Instruction-Set Architecture for Programmable NV-Center Quantum Repeater Nodes
- URL: http://arxiv.org/abs/2602.14995v2
- Date: Tue, 24 Feb 2026 19:00:03 GMT
- Title: Instruction-Set Architecture for Programmable NV-Center Quantum Repeater Nodes
- Authors: Vinay Kumar, Claudio Cicconetti, Riccardo Bassoli, Marco Conti, Andrea Passarella,
- Abstract summary: We introduce the idea of an instruction-set architecture (ISA) for controller-driven programmability of nitrogen-vacancy center quantum repeater nodes.<n>We formalize two modes of programmability: (i) deterministic register control, where the nuclear register is in a basis state to select a specific operation on the data qubit; and (ii) coherent register control, where the register is prepared in superposition, enabling coherent combinations of operations beyond classical programmability.
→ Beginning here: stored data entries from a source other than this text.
fn resolve_nominal(name: &str, args: Vec<SwiftType>) -> SwiftType {
    if let Some(builtin) = builtin(name) {
        // `id<P>` projects onto the protocol existential.
        if name == "id" {
            if let Some(first) = args.into_iter().next() {
                return first;
            }
        }
        return builtin;
    }
    if let Some(primitive) = primitive_words(&[name.to_string()]) {
        return primitive;
    }
    match name {
        "NSArray" | "NSMutableArray" => {
            let element = args.into_iter().next().unwrap_or_else(SwiftType::any_object);
            SwiftType::Array(Box::new(unwrap_nullability(element)))
        }
        "NSDictionary" | "NSMutableDictionary" => {
            let mut iter = args.into_iter();
            let key = iter.next().unwrap_or_else(SwiftType::any_object);
            let value = iter.next().unwrap_or_else(SwiftType::any_object);
            SwiftType::Dictionary(
                Box::new(unwrap_nullability(key)),
                Box::new(unwrap_nullability(value)),
            )
        }
        "NSSet" | "NSMutableSet" => {
            let element = args.into_iter().next().unwrap_or_else(SwiftType::any_object);
            SwiftType::Generic("Set".into(), vec![unwrap_nullability(element)])
        }
        _ => {
            if args.is_empty() {
                SwiftType::nominal(name)
            } else {
                SwiftType::Generic(name.to_string(), args)
            }
        }
    }
}

/// Collection elements drop the per-element nullability wrapper.
fn unwrap_nullability(ty: SwiftType) -> SwiftType {
    match ty {
        SwiftType::Unspecified(inner) => *inner,
        other => other,
    }
}

/// Whether the mapped type behaves like an object reference, so that stars
/// mean "reference" rather than "raw pointer".
fn is_object_type(ty: &SwiftType) -> bool {
    match ty {
        SwiftType::Nominal(name) => !matches!(
            name.as_str(),
            "Int" | "UInt" | "Bool" | "Float" | "Double" | "CGFloat" | "CChar" | "UInt8"
                | "TimeInterval" | "Selector"
        ),
        SwiftType::Generic(name, _) => name != "UnsafeMutablePointer",
        SwiftType::Array(_) | SwiftType::Dictionary(_, _) | SwiftType::Function { .. } => true,
        SwiftType::Void => false,
        _ => true,
    }
}

#[cfg(test)]
mod tests {
    use super::*;

    fn ctx() -> TypeMapperContext {
        let mut ctx = TypeMapperContext::new();
        ctx.register_class("Person");
        ctx.register_protocol("NSCopying");
        ctx
    }

    #[test]
    fn maps_primitives() {
        assert_eq!(map_spelled_type("BOOL", &ctx()), SwiftType::bool());
        assert_eq!(map_spelled_type("NSInteger", &ctx()), SwiftType::int());
        assert_eq!(
            map_spelled_type("unsigned long long", &ctx()),
            SwiftType::nominal("UInt")
        );
        assert_eq!(map_spelled_type("CGFloat", &ctx()), SwiftType::nominal("CGFloat"));
    }

    #[test]
    fn maps_object_pointers_with_open_nullability() {
        assert_eq!(
            map_spelled_type("NSString *", &ctx()),
            SwiftType::unspecified(SwiftType::string())
        );
        assert_eq!(
            map_spelled_type("NSString * _Nullable", &ctx()),
            SwiftType::optional(SwiftType::string())
        );
        assert_eq!(
            map_spelled_type("nonnull NSString *", &ctx()),
            SwiftType::string()
        );
    }

    #[test]
    fn maps_generic_collections() {
        assert_eq!(
            map_spelled_type("NSArray<NSString *> *", &ctx()),
            SwiftType::unspecified(SwiftType::Array(Box::new(SwiftType::string())))
        );
        assert_eq!(
            map_spelled_type("NSDictionary<NSString *, Person *> *", &ctx()),
            SwiftType::unspecified(SwiftType::Dictionary(
                Box::new(SwiftType::string()),
                Box::new(SwiftType::unspecified(SwiftType::nominal("Person"))),
            ))
        );
    }

    #[test]
    fn maps_id_and_protocol_qualified_id() {
        assert_eq!(
            map_spelled_type("id", &ctx()),
            SwiftType::unspecified(SwiftType::any_object())
        );
        assert_eq!(
            map_spelled_type("id<NSCopying>", &ctx()),
            SwiftType::unspecified(SwiftType::nominal("NSCopying"))
        );
    }

    #[test]
    fn maps_blocks_to_function_types() {
        assert_eq!(
            map_spelled_type("void (^) ( int , NSString * s )", &ctx()),
            SwiftType::Function {
                parameters: vec![
                    SwiftType::int(),
                    SwiftType::unspecified(SwiftType::string()),
                ],
                returns: Box::new(SwiftType::Void),
            }
        );
    }

    #[test]
    fn maps_primitive_pointers() {
        assert_eq!(
            map_spelled_type("int *", &ctx()),
            SwiftType::Generic("UnsafeMutablePointer".into(), vec![SwiftType::int()])
        );
    }

    #[test]
    fn unknown_names_pass_through_and_are_reported() {
        let ctx = ctx();
        assert_eq!(
            map_spelled_type("CALayer *", &ctx),
            SwiftType::unspecified(SwiftType::nominal("CALayer"))
        );
        assert_eq!(unknown_names("CALayer *", &ctx), vec!["CALayer".to_string()]);
        assert!(unknown_names("Person *", &ctx).is_empty());
    }

    #[test]
    fn ownership_and_constness() {
        assert_eq!(ownership_of("__weak Person *"), Ownership::Weak);
        assert_eq!(ownership_of("NSString *"), Ownership::Strong);
        assert!(is_const("const int"));
        assert!(!is_const("int"));
    }
}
- Score: 7.752787831933939
- License: http://arxiv.org/licenses/nonexclusive-distrib/1.0/
- Abstract: Programmability is increasingly central in emerging quantum network software stacks, yet the node-internal controller-to-hardware interface for quantum repeater devices remains under-specified. We introduce the idea of an instruction-set architecture (ISA) for controller-driven programmability of nitrogen-vacancy (NV) center quantum repeater nodes. Each node consists of an optically interfaced electron spin acting as a data qubit and a long-lived nuclear-spin register acting as a control program. We formalize two modes of programmability: (i) deterministic register control, where the nuclear register is initialized in a basis state to select a specific operation on the data qubit; and (ii) coherent register control, where the register is prepared in superposition, enabling coherent combinations of operations beyond classical programmability. Network protocols are expressed as controller-issued instruction vectors, which we illustrate through a compact realization of the BBPSSW purification protocol. We further show that coherent register control enables interferometric diagnostics such as fidelity witnessing and calibration, providing tools unavailable in classical programmability. Finally, we discuss scalability to multi-electron and multi-nuclear spin architectures and connection to Linear combination of unitaries (LCU) and Kraus formulation.